#### PROBLEM REQUIREMENTS:
From the listing that follows, report the number of lines with the word "between" in them, and no other output.

(Beginning of SUPPLIED INFORMATION)

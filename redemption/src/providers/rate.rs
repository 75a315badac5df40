//! Rate-limit store trait.

use crate::error::Result;
use crate::state::{OwnerId, RateLimitRecord};

/// Storage for per-owner redemption pacing records.
///
/// Read-then-write is deliberately not atomic here: two concurrent tabs
/// may both pass the pacing check, and the leases behind it catch exactly
/// that case. The rate limiter is a cheap early rejection, not the
/// correctness guard.
pub trait RateStore: Send + Sync {
    /// Read the owner's pacing record, if any.
    ///
    /// # Errors
    ///
    /// Returns [`crate::RedeemError::Store`] on backend failure.
    fn get(&self, owner_id: &OwnerId) -> impl Future<Output = Result<Option<RateLimitRecord>>> + Send;

    /// Write (create or replace) the owner's pacing record.
    ///
    /// # Errors
    ///
    /// Returns [`crate::RedeemError::Store`] on backend failure.
    fn put(&self, record: &RateLimitRecord) -> impl Future<Output = Result<()>> + Send;
}
//! Redemption configuration.
//!
//! Timing parameters and guard policies for the redemption protocol.
//! Values should be provided by the application; the defaults mirror the
//! production settings.

use crate::constants::defaults;
use chrono::Duration;

/// Behavior when a non-critical guard's backing store fails.
///
/// The rate limiter is a pacing guard, not a correctness guard; the
/// double-spend protection comes from the leases and the transactional
/// commit. Failing open keeps redemptions available when the guard store
/// is down, failing closed prefers strict enforcement.
#[derive(Debug, Clone, Copy, PartialEq, Eq, Default)]
pub enum GuardFailurePolicy {
    /// Treat guard-store failures as "allow" (availability first).
    #[default]
    FailOpen,

    /// Surface guard-store failures to the caller (enforcement first).
    FailClosed,
}

/// Configuration for the redemption flow.
#[derive(Debug, Clone, Copy, PartialEq, Eq)]
pub struct RedemptionConfig {
    /// Time-to-live of the per-user lease.
    ///
    /// Default: 60 seconds.
    pub user_lock_ttl: Duration,

    /// Time-to-live of the per-ticket lease.
    ///
    /// Default: 30 seconds.
    pub ticket_lock_ttl: Duration,

    /// Minimum interval between two redemptions by the same owner.
    ///
    /// Default: 60 seconds.
    pub min_redeem_interval: Duration,

    /// Idle window after which a session stops counting as fresh.
    ///
    /// Default: 30 minutes.
    pub session_idle_timeout: Duration,

    /// What to do when the rate-limit store fails.
    ///
    /// Default: [`GuardFailurePolicy::FailOpen`], matching the source
    /// system's behavior.
    pub rate_guard_policy: GuardFailurePolicy,

    /// Offset of the issuance timezone from UTC, in seconds.
    ///
    /// Ticket date keys are computed in this timezone, both at issuance
    /// and again at redemption time. Default: 0 (UTC).
    pub issuance_offset_seconds: i32,
}

impl RedemptionConfig {
    /// Create a configuration with the default production timings.
    #[must_use]
    pub const fn new() -> Self {
        Self {
            user_lock_ttl: Duration::seconds(defaults::USER_LOCK_TTL_SECS),
            ticket_lock_ttl: Duration::seconds(defaults::TICKET_LOCK_TTL_SECS),
            min_redeem_interval: Duration::seconds(defaults::MIN_REDEEM_INTERVAL_SECS),
            session_idle_timeout: Duration::minutes(defaults::SESSION_IDLE_TIMEOUT_MINS),
            rate_guard_policy: GuardFailurePolicy::FailOpen,
            issuance_offset_seconds: 0,
        }
    }

    /// Set the user-lease time-to-live.
    #[must_use]
    pub const fn with_user_lock_ttl(mut self, ttl: Duration) -> Self {
        self.user_lock_ttl = ttl;
        self
    }

    /// Set the ticket-lease time-to-live.
    #[must_use]
    pub const fn with_ticket_lock_ttl(mut self, ttl: Duration) -> Self {
        self.ticket_lock_ttl = ttl;
        self
    }

    /// Set the minimum inter-redemption interval.
    #[must_use]
    pub const fn with_min_redeem_interval(mut self, interval: Duration) -> Self {
        self.min_redeem_interval = interval;
        self
    }

    /// Set the session idle timeout.
    #[must_use]
    pub const fn with_session_idle_timeout(mut self, timeout: Duration) -> Self {
        self.session_idle_timeout = timeout;
        self
    }

    /// Set the rate-guard failure policy.
    #[must_use]
    pub const fn with_rate_guard_policy(mut self, policy: GuardFailurePolicy) -> Self {
        self.rate_guard_policy = policy;
        self
    }

    /// Set the issuance timezone offset (seconds east of UTC).
    #[must_use]
    pub const fn with_issuance_offset_seconds(mut self, seconds: i32) -> Self {
        self.issuance_offset_seconds = seconds;
        self
    }
}

impl Default for RedemptionConfig {
    fn default() -> Self {
        Self::new()
    }
}
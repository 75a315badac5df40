//! Redemption environment.
//!
//! Dependency-injection bundle for the redemption flow: every shared
//! store handle is passed in explicitly, so tests can wire the in-memory
//! mocks and production can wire the Redis stores without any global
//! collections.

use crate::config::RedemptionConfig;
use crate::providers::{LeaseStore, LedgerStore, RateStore, SessionStore, TicketStore};

/// External dependencies of the redemption flow.
///
/// # Type Parameters
///
/// - `L`: lease store
/// - `R`: rate-limit store
/// - `S`: session store
/// - `T`: ticket store
/// - `G`: ledger store
#[derive(Debug, Clone)]
pub struct RedemptionEnvironment<L, R, S, T, G> {
    /// Lease store (mutual exclusion).
    pub leases: L,

    /// Rate-limit store (pacing records).
    pub rates: R,

    /// Session store (activity records).
    pub sessions: S,

    /// Ticket store (durable entities + transactional commit).
    pub tickets: T,

    /// Ledger store (reward entries + balances).
    pub ledger: G,

    /// Protocol timings and policies.
    pub config: RedemptionConfig,
}

impl<L, R, S, T, G> RedemptionEnvironment<L, R, S, T, G>
where
    L: LeaseStore,
    R: RateStore,
    S: SessionStore,
    T: TicketStore,
    G: LedgerStore,
{
    /// Create a new redemption environment.
    #[must_use]
    pub const fn new(
        leases: L,
        rates: R,
        sessions: S,
        tickets: T,
        ledger: G,
        config: RedemptionConfig,
    ) -> Self {
        Self {
            leases,
            rates,
            sessions,
            tickets,
            ledger,
            config,
        }
    }
}
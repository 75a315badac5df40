//! Session-activity store trait.

use crate::error::Result;
use crate::state::{OwnerId, SessionRecord};

/// Storage for session-activity records, keyed by `(owner, session)`.
///
/// The guard in [`crate::session_guard::SessionGuard`] upserts the
/// caller's record and then scans the owner's records for freshness.
/// Stale records are ignored by the scan rather than purged here; backends
/// with native expiry may drop them on their own.
pub trait SessionStore: Send + Sync {
    /// Create or refresh the record for `(record.owner_id, record.session_id)`.
    ///
    /// # Errors
    ///
    /// Returns [`crate::RedeemError::Store`] on backend failure.
    fn upsert(&self, record: &SessionRecord) -> impl Future<Output = Result<()>> + Send;

    /// List every session record stored for `owner_id`, fresh or stale.
    ///
    /// # Errors
    ///
    /// Returns [`crate::RedeemError::Store`] on backend failure.
    fn list_for_owner(
        &self,
        owner_id: &OwnerId,
    ) -> impl Future<Output = Result<Vec<SessionRecord>>> + Send;
}
//! Lease-based mutual exclusion.
//!
//! Create-if-absent leases with a time-to-live give an at-most-one-holder
//! guarantee without a centralized lock service. The cost is a crash
//! window: a holder that dies between acquire and release blocks the key
//! until the TTL elapses, at which point any caller may reclaim the lease.
//! That is the intended availability/latency tradeoff.

use crate::error::{RedeemError, Result};
use crate::providers::LeaseStore;
use crate::state::{Lease, LeaseKey};
use chrono::{Duration, Utc};

/// Acquires and releases exclusive leases over a [`LeaseStore`].
///
/// Two tiers are taken per redemption, always user lease first, then
/// ticket lease, so that concurrent flows cannot deadlock on reversed
/// acquisition order.
#[derive(Debug, Clone)]
pub struct LockManager<S> {
    store: S,
}

impl<S: LeaseStore> LockManager<S> {
    /// Create a lock manager over `store`.
    #[must_use]
    pub const fn new(store: S) -> Self {
        Self { store }
    }

    /// Acquire the lease for `key` with the given time-to-live.
    ///
    /// Attempts create-if-absent; on conflict, reads the existing lease.
    /// An expired lease is deleted and the creation retried exactly once;
    /// a live lease fails the acquisition.
    ///
    /// # Errors
    ///
    /// - [`RedeemError::LockContention`] - a non-expired holder exists, or
    ///   another caller won the reclaim race.
    /// - [`RedeemError::Store`] - backend failure.
    pub async fn acquire(&self, key: LeaseKey, holder: &str, ttl: Duration) -> Result<Lease> {
        let now = Utc::now();
        let lease = Lease::new(key.clone(), holder, now, ttl);

        if self.store.insert_if_absent(&lease).await? {
            tracing::debug!(key = %key, holder = %holder, "Acquired lease");
            return Ok(lease);
        }

        match self.store.get(&key).await? {
            Some(existing) if existing.is_expired(now) => {
                tracing::warn!(
                    key = %key,
                    stale_holder = %existing.holder,
                    expired_at = %existing.expires_at,
                    "Reclaiming stale lease"
                );
                self.store.remove(&key).await?;
                // One retry: if someone else recreates the key between the
                // delete and this insert, they hold a live lease and we
                // report contention like any other loser.
                if self.store.insert_if_absent(&lease).await? {
                    tracing::debug!(key = %key, holder = %holder, "Acquired reclaimed lease");
                    Ok(lease)
                } else {
                    Err(RedeemError::LockContention {
                        key: key.storage_key(),
                    })
                }
            }
            Some(existing) => {
                tracing::debug!(
                    key = %key,
                    holder = %existing.holder,
                    expires_at = %existing.expires_at,
                    "Lease held, rejecting"
                );
                Err(RedeemError::LockContention {
                    key: key.storage_key(),
                })
            }
            // The holder released between our insert attempt and the read;
            // one more create attempt settles it.
            None => {
                if self.store.insert_if_absent(&lease).await? {
                    Ok(lease)
                } else {
                    Err(RedeemError::LockContention {
                        key: key.storage_key(),
                    })
                }
            }
        }
    }

    /// Release the lease for `key`.
    ///
    /// Idempotent and infallible by contract: releasing a missing lease is
    /// a no-op, and store failures are logged and swallowed so that a
    /// failed release can never mask the redemption's primary result. A
    /// lease that could not be deleted self-heals at its TTL.
    pub async fn release(&self, key: &LeaseKey) {
        match self.store.remove(key).await {
            Ok(()) => tracing::debug!(key = %key, "Released lease"),
            Err(err) => tracing::warn!(
                key = %key,
                error = %err,
                "Failed to release lease, TTL will reclaim it"
            ),
        }
    }
}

(End of SUPPLIED INFORMATION)

#### REPLY:
4